Elul is traditionally a time of introspection and personal stock-taking, known in Hebrew as cheshbon hanefesh — literally “an accounting of the soul.” This process is conducted in preparation for Rosh Hashanah when, Jewish tradition teaches, all of humanity is called to account and a divine judgment is issued. The customs associated with Elul are all intended to help cultivate the proper mindset for this preparation.
Perhaps the best-known Elul tradition is the blowing of the shofar every weekday after morning services. As on Rosh Hashanah, the daily shofar blasts are intended to rouse us from complacency and jolt us into repentance.
It is also customary to recite Psalm 27, which speaks of the assurance of God’s protection and includes a plea that God not forsake his people, daily during the month of Elul.
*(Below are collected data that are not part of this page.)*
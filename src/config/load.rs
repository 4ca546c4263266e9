use super::{ConfigError, ExperimentConfig};
use std::fs;
use std::path::{Path, PathBuf};

pub const EXPERIMENT_FILE: &str = "experiment.yaml";

/// A loaded experiment: the validated descriptor plus every stage's own
/// configuration document, parsed but otherwise opaque to the
/// orchestrator.
#[derive(Debug, Clone)]
pub struct LoadedExperiment {
    pub config: ExperimentConfig,
    pub config_dir: PathBuf,
    pub stage_documents: Vec<(String, serde_yaml::Value)>,
}

pub fn load_experiment(config_dir: &Path) -> Result<LoadedExperiment, ConfigError> {
    let descriptor_path = config_dir.join(EXPERIMENT_FILE);
    let config = ExperimentConfig::from_path(&descriptor_path)?;
    config.validate()?;

    let mut stage_documents = Vec::with_capacity(config.stages.len());
    for stage in &config.stages {
        let path = if stage.config.is_absolute() {
            stage.config.clone()
        } else {
            config_dir.join(&stage.config)
        };
        let raw = fs::read_to_string(&path).map_err(|source| ConfigError::Read {
            path: path.display().to_string(),
            source,
        })?;
        let document = serde_yaml::from_str(&raw).map_err(|source| ConfigError::Parse {
            path: path.display().to_string(),
            source,
        })?;
        stage_documents.push((stage.name.clone(), document));
    }

    Ok(LoadedExperiment {
        config,
        config_dir: config_dir.to_path_buf(),
        stage_documents,
    })
}
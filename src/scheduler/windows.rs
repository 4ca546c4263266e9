use crate::adapter::CycleWindow;
use chrono::{Duration, NaiveDateTime};

/// Contiguous fixed-length analysis windows. A window is produced while
/// its start lies before `end_time`; the final window keeps its full
/// length even when `end_time` is not a multiple of `cycle_length`,
/// because a truncated assimilation interval would change the science.
pub fn cycle_windows(
    start_time: NaiveDateTime,
    end_time: NaiveDateTime,
    cycle_length: Duration,
) -> Vec<CycleWindow> {
    let mut windows = Vec::new();
    let mut start = start_time;
    while start < end_time {
        let end = start + cycle_length;
        windows.push(CycleWindow { start, end });
        start = end;
    }
    windows
}

#[cfg(test)]
mod tests {
    use super::*;
    use chrono::NaiveDate;

    fn at(day: u32, hour: u32) -> NaiveDateTime {
        NaiveDate::from_ymd_opt(2020, 1, day)
            .unwrap()
            .and_hms_opt(hour, 0, 0)
            .unwrap()
    }

    #[test]
    fn one_day_with_twelve_hour_cycles_yields_two_windows() {
        let windows = cycle_windows(at(1, 0), at(2, 0), Duration::hours(12));
        assert_eq!(windows.len(), 2);
        assert_eq!(windows[0].start, at(1, 0));
        assert_eq!(windows[0].end, at(1, 12));
        assert_eq!(windows[1].start, at(1, 12));
        assert_eq!(windows[1].end, at(2, 0));
    }

    #[test]
    fn windows_are_contiguous_and_ordered() {
        let windows = cycle_windows(at(1, 0), at(3, 0), Duration::hours(6));
        assert_eq!(windows.len(), 8);
        for pair in windows.windows(2) {
            assert_eq!(pair[0].end, pair[1].start);
            assert!(pair[0].start < pair[1].start);
        }
    }

    #[test]
    fn final_window_keeps_full_length_past_end_time() {
        let windows = cycle_windows(at(1, 0), at(1, 20), Duration::hours(12));
        assert_eq!(windows.len(), 2);
        assert_eq!(windows[1].end, at(2, 0));
    }

    #[test]
    fn empty_when_start_not_before_end() {
        assert!(cycle_windows(at(2, 0), at(1, 0), Duration::hours(12)).is_empty());
    }
}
Psalm 27: 1 & 2; 4 & 5; 8 & 9
Adonai is my light and my salvation: whom should I fear? Adonai is the stronghold of my life: whom should I dread?
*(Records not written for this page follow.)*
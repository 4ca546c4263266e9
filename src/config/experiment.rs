use super::ConfigError;
use crate::shared::validate_stage_name;
use chrono::{Duration, NaiveDateTime};
use serde::{Deserialize, Serialize};
use std::collections::BTreeSet;
use std::fs;
use std::path::{Path, PathBuf};

pub const DEFAULT_MAX_PARALLEL_STAGES: usize = 4;

/// One stage declaration inside `experiment.yaml`. The `config` path is
/// resolved relative to the experiment config directory and handed to
/// the stage factory as an opaque document.
#[derive(Debug, Clone, PartialEq, Eq, Serialize, Deserialize)]
pub struct StageEntry {
    pub name: String,
    #[serde(default)]
    pub parent: Option<String>,
    pub kind: String,
    pub config: PathBuf,
    #[serde(default)]
    pub max_retries: Option<u32>,
}

#[derive(Debug, Clone, PartialEq, Eq, Serialize, Deserialize)]
pub struct ExperimentConfig {
    pub name: String,
    pub start_time: String,
    pub end_time: String,
    pub cycle_length: String,
    #[serde(default)]
    pub abort_on_failure: bool,
    #[serde(default)]
    pub max_retries: u32,
    #[serde(default = "default_max_parallel_stages")]
    pub max_parallel_stages: usize,
    #[serde(default)]
    pub state_root: Option<PathBuf>,
    #[serde(default)]
    pub stages: Vec<StageEntry>,
}

fn default_max_parallel_stages() -> usize {
    DEFAULT_MAX_PARALLEL_STAGES
}

impl ExperimentConfig {
    pub fn from_path(path: &Path) -> Result<Self, ConfigError> {
        let raw = fs::read_to_string(path).map_err(|source| ConfigError::Read {
            path: path.display().to_string(),
            source,
        })?;
        serde_yaml::from_str(&raw).map_err(|source| ConfigError::Parse {
            path: path.display().to_string(),
            source,
        })
    }

    pub fn validate(&self) -> Result<(), ConfigError> {
        if self.name.trim().is_empty() {
            return Err(ConfigError::Validation(
                "experiment name must be non-empty".to_string(),
            ));
        }
        let start = parse_analysis_time(&self.start_time)?;
        let end = parse_analysis_time(&self.end_time)?;
        if end <= start {
            return Err(ConfigError::Validation(format!(
                "end_time `{}` must be after start_time `{}`",
                self.end_time, self.start_time
            )));
        }
        parse_cycle_length(&self.cycle_length)?;
        if self.max_parallel_stages == 0 {
            return Err(ConfigError::Validation(
                "max_parallel_stages must be at least 1".to_string(),
            ));
        }
        if self.stages.is_empty() {
            return Err(ConfigError::Validation(
                "experiment must declare at least one stage".to_string(),
            ));
        }

        let mut seen = BTreeSet::new();
        for stage in &self.stages {
            validate_stage_name(&stage.name).map_err(ConfigError::Validation)?;
            if !seen.insert(stage.name.as_str()) {
                return Err(ConfigError::Validation(format!(
                    "stage `{}` is declared more than once",
                    stage.name
                )));
            }
            if stage.kind.trim().is_empty() {
                return Err(ConfigError::Validation(format!(
                    "stage `{}` must declare a kind",
                    stage.name
                )));
            }
        }
        Ok(())
    }

    pub fn start(&self) -> Result<NaiveDateTime, ConfigError> {
        parse_analysis_time(&self.start_time)
    }

    pub fn end(&self) -> Result<NaiveDateTime, ConfigError> {
        parse_analysis_time(&self.end_time)
    }

    pub fn cycle_length_duration(&self) -> Result<Duration, ConfigError> {
        parse_cycle_length(&self.cycle_length)
    }

    pub fn resolve_state_root(&self, config_dir: &Path) -> PathBuf {
        match &self.state_root {
            Some(root) if root.is_absolute() => root.clone(),
            Some(root) => config_dir.join(root),
            None => config_dir.join("state"),
        }
    }
}

/// Analysis times are naive UTC, matching the experiment descriptors the
/// cycling scripts consume. Seconds are optional.
pub fn parse_analysis_time(raw: &str) -> Result<NaiveDateTime, ConfigError> {
    let trimmed = raw.trim();
    NaiveDateTime::parse_from_str(trimmed, "%Y-%m-%dT%H:%M:%S")
        .or_else(|_| NaiveDateTime::parse_from_str(trimmed, "%Y-%m-%dT%H:%M"))
        .map_err(|_| ConfigError::InvalidTime {
            raw: raw.to_string(),
        })
}

/// Accepts `12h`, `30m`, `3600s`, or a bare number of seconds.
pub fn parse_cycle_length(raw: &str) -> Result<Duration, ConfigError> {
    let trimmed = raw.trim();
    let invalid = || ConfigError::InvalidCycleLength {
        raw: raw.to_string(),
    };

    let (digits, multiplier) = match trimmed.chars().last() {
        Some('h') => (&trimmed[..trimmed.len() - 1], 3600),
        Some('m') => (&trimmed[..trimmed.len() - 1], 60),
        Some('s') => (&trimmed[..trimmed.len() - 1], 1),
        Some(ch) if ch.is_ascii_digit() => (trimmed, 1),
        _ => return Err(invalid()),
    };

    let value = digits.parse::<i64>().map_err(|_| invalid())?;
    if value <= 0 {
        return Err(invalid());
    }
    Ok(Duration::seconds(value * multiplier))
}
One thing have I asked of Adonai, that will I seek: to dwell in the House of Adonai all the days of my life, to behold the beauty of Adonai, and to meditate in His Temple. For in the day of trouble He will hide me in His sukkah, conceal me in the shelter of His tent,
To You my heart says: "Seek My face." Your face, Adonai, I seek. Do not hide Your face from me. Do not turn Your servant away in anger. You have been my help. Do not abandon me or forsake me, O God my salvation.
Rabbi Alan Lew, in his book This is Real and You Are Completely Unprepared, observed that the weekly Torah readings during Elul also offer subtle cues to wake up and take stock of one’s life.
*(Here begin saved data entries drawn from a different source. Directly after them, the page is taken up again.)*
use dacycle::adapter::{
    ArtifactRef, CancelToken, CycleContext, RunOutcome, StageAdapter, StageFailure, StageOutputs,
    Workspace,
};
use dacycle::checkpoint::StageStatus;
use dacycle::config::ExperimentConfig;
use dacycle::experiment::Experiment;
use dacycle::registry::{AdapterFactory, StageRegistry};
use std::collections::BTreeMap;
use std::sync::{Arc, Mutex};
use tempfile::tempdir;

#[derive(Clone, Default)]
struct EventLog(Arc<Mutex<Vec<String>>>);

impl EventLog {
    fn push(&self, entry: String) {
        self.0.lock().expect("event log").push(entry);
    }

    fn snapshot(&self) -> Vec<String> {
        self.0.lock().expect("event log").clone()
    }

    fn position(&self, entry: &str) -> usize {
        self.snapshot()
            .iter()
            .position(|e| e == entry)
            .unwrap_or_else(|| panic!("event `{entry}` not recorded"))
    }
}

struct ScriptedAdapter {
    stage: String,
    log: EventLog,
    failures: Arc<Mutex<BTreeMap<String, u32>>>,
    cycle_index: u64,
}

impl StageAdapter for ScriptedAdapter {
    fn prepare(&mut self, context: &CycleContext) -> Result<Workspace, StageFailure> {
        self.cycle_index = context.cycle_index;
        let restart = context
            .restart_artifact
            .as_ref()
            .map(|a| a.as_str().to_string())
            .unwrap_or_else(|| "none".to_string());
        self.log.push(format!(
            "prepare:{}:c{}:restart={restart}",
            self.stage, context.cycle_index
        ));
        Ok(Workspace {
            root: context.workspace_root.clone(),
            member_dirs: Vec::new(),
        })
    }

    fn run(&mut self, _workspace: &Workspace, _cancel: &CancelToken) -> RunOutcome {
        let mut failures = self.failures.lock().expect("failures");
        if let Some(remaining) = failures.get_mut(&self.stage) {
            if *remaining > 0 {
                *remaining -= 1;
                self.log
                    .push(format!("run_failed:{}:c{}", self.stage, self.cycle_index));
                return RunOutcome::Failed("scripted failure".to_string());
            }
        }
        self.log
            .push(format!("run:{}:c{}", self.stage, self.cycle_index));
        RunOutcome::Succeeded(StageOutputs::new())
    }

    fn postprocess(&mut self, _outputs: StageOutputs) -> Result<ArtifactRef, StageFailure> {
        self.log
            .push(format!("post:{}:c{}", self.stage, self.cycle_index));
        Ok(ArtifactRef::new(format!(
            "{}-c{}",
            self.stage, self.cycle_index
        )))
    }
}

struct ScriptedFactory {
    log: EventLog,
    failures: Arc<Mutex<BTreeMap<String, u32>>>,
}

impl AdapterFactory for ScriptedFactory {
    fn create(
        &self,
        stage: &str,
        _config: &serde_yaml::Value,
    ) -> Result<Box<dyn StageAdapter>, StageFailure> {
        Ok(Box::new(ScriptedAdapter {
            stage: stage.to_string(),
            log: self.log.clone(),
            failures: self.failures.clone(),
            cycle_index: 0,
        }))
    }
}

fn config(end_time: &str) -> ExperimentConfig {
    ExperimentConfig {
        name: "chain".to_string(),
        start_time: "2020-01-01T00:00".to_string(),
        end_time: end_time.to_string(),
        cycle_length: "12h".to_string(),
        abort_on_failure: false,
        max_retries: 0,
        max_parallel_stages: 4,
        state_root: None,
        stages: Vec::new(),
    }
}

fn chain_registry(log: &EventLog, failures: &Arc<Mutex<BTreeMap<String, u32>>>) -> StageRegistry {
    let factory: Arc<dyn AdapterFactory> = Arc::new(ScriptedFactory {
        log: log.clone(),
        failures: failures.clone(),
    });
    let mut registry = StageRegistry::new();
    registry
        .register("a", None, factory.clone(), serde_yaml::Value::Null)
        .expect("register a");
    registry
        .register("b", Some("a"), factory.clone(), serde_yaml::Value::Null)
        .expect("register b");
    registry
        .register("c", Some("b"), factory, serde_yaml::Value::Null)
        .expect("register c");
    registry
}

#[test]
fn chain_runs_parent_before_child_in_every_cycle() {
    let temp = tempdir().expect("tempdir");
    let log = EventLog::default();
    let failures = Arc::new(Mutex::new(BTreeMap::new()));
    let registry = chain_registry(&log, &failures);

    let experiment = Experiment::new(
        config("2020-01-02T00:00"),
        registry,
        temp.path().join("state"),
    );
    let outcome = experiment.run().expect("experiment succeeds");
    assert_eq!(outcome.cycles.len(), 2);
    assert!(outcome.fully_succeeded());

    for cycle in 0..2u64 {
        let a_done = log.position(&format!("post:a:c{cycle}"));
        let b_started = log.snapshot()
            .iter()
            .position(|e| e.starts_with(&format!("prepare:b:c{cycle}")))
            .expect("b prepared");
        let b_done = log.position(&format!("post:b:c{cycle}"));
        let c_started = log.snapshot()
            .iter()
            .position(|e| e.starts_with(&format!("prepare:c:c{cycle}")))
            .expect("c prepared");
        assert!(a_done < b_started, "cycle {cycle}: a must finish before b");
        assert!(b_done < c_started, "cycle {cycle}: b must finish before c");
    }
}

#[test]
fn restart_state_is_the_stage_own_previous_output() {
    let temp = tempdir().expect("tempdir");
    let log = EventLog::default();
    let failures = Arc::new(Mutex::new(BTreeMap::new()));
    let registry = chain_registry(&log, &failures);

    Experiment::new(
        config("2020-01-02T00:00"),
        registry,
        temp.path().join("state"),
    )
    .run()
    .expect("experiment succeeds");

    let events = log.snapshot();
    assert!(events.contains(&"prepare:a:c0:restart=none".to_string()));
    assert!(events.contains(&"prepare:a:c1:restart=a-c0".to_string()));
    assert!(events.contains(&"prepare:b:c1:restart=b-c0".to_string()));
    assert!(events.contains(&"prepare:c:c1:restart=c-c0".to_string()));
}

#[test]
fn checkpoint_records_every_stage_succeeded_with_artifacts() {
    let temp = tempdir().expect("tempdir");
    let log = EventLog::default();
    let failures = Arc::new(Mutex::new(BTreeMap::new()));
    let registry = chain_registry(&log, &failures);

    let experiment = Experiment::new(
        config("2020-01-02T00:00"),
        registry,
        temp.path().join("state"),
    );
    experiment.run().expect("experiment succeeds");

    for cycle in 0..2u64 {
        for stage in ["a", "b", "c"] {
            let record = experiment
                .store()
                .load_stage_run(cycle, stage)
                .expect("load record")
                .expect("record exists");
            assert_eq!(record.status, StageStatus::Succeeded);
            assert_eq!(
                record.artifact.expect("artifact").as_str(),
                format!("{stage}-c{cycle}")
            );
        }
    }
    let names = vec!["a".to_string(), "b".to_string(), "c".to_string()];
    assert_eq!(
        experiment
            .store()
            .last_checkpointed_cycle(&names)
            .expect("checkpoint"),
        Some(1)
    );
}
Parashat Re’eh, read at the beginning of Elul, begins with God enjoining the Jewish people thus: “See, this day I set before you blessing and curse: blessing, if you obey the commandments of the Lord your God that I enjoin upon you this day; and curse, if you do not obey the commandments of the Lord your God, but turn away from the path that I enjoin upon you this day and follow other gods, whom you have not experienced.”
The first step in taking an account of one’s life is to look, to see clearly the possibilities laid out in each moment and to choose the path of blessing.
The next portion is Parashat Shoftim, which instructs the officers of the Jewish army to release from battle anyone who has built a home they have not yet inhabited, planted a vineyard they have not yet harvested, or betrothed a woman but not yet married her. The point being that those with unfinished business, whose attention may be compromised, are a danger to themselves and others.
At a time of year when we contemplate our lives and our mortality, this serves as an invitation to consider what unfinished business is tearing at our hearts.
Parashat Ki Teitzei continues with the laws of war. At the beginning of the portion, the Torah requires that if a soldier sees among the captives of war a beautiful woman he desires, he must first take her into his home, shave her head, cut off her fingernails, and remove her dress. For a month, she must remain in the soldier’s home mourning for her family before she can be taken as a wife.
In Rabbi Lew’s telling, this law demands that rather than impulsively ceding to our desires, we watch them and see what deeper truth reveals itself.
One of the best-known teachings about Elul is that the four Hebrew letters of the month’s name are an acronym from the verse in Song of Songs: Ani l’dodi v’dodi li (“I am my beloved’s and my beloved is mine.”). Song of Songs is understood to be an allegory in which the lovers are God and Israel. Elul is thus understood to be a time of recommitting to our relationship with God.
Another teaching, attributed to Shneur Zalman of Liady, the founder of the Chabad Hasidic sect, compares God to a king who is normally ensconced in his palace where he is merely glimpsed or addressed through intermediaries. But during Elul, the king comes out to the field and can be approached by any of his subjects.
Both these teachings point to the idea that Elul is a time of divine closeness, a period where connection to God comes easier than at other times of the year. As such, it is an auspicious time to do the inner work of repairing and deepening one’s relationship with God.
The King is in the field and approachable. Are you prepared?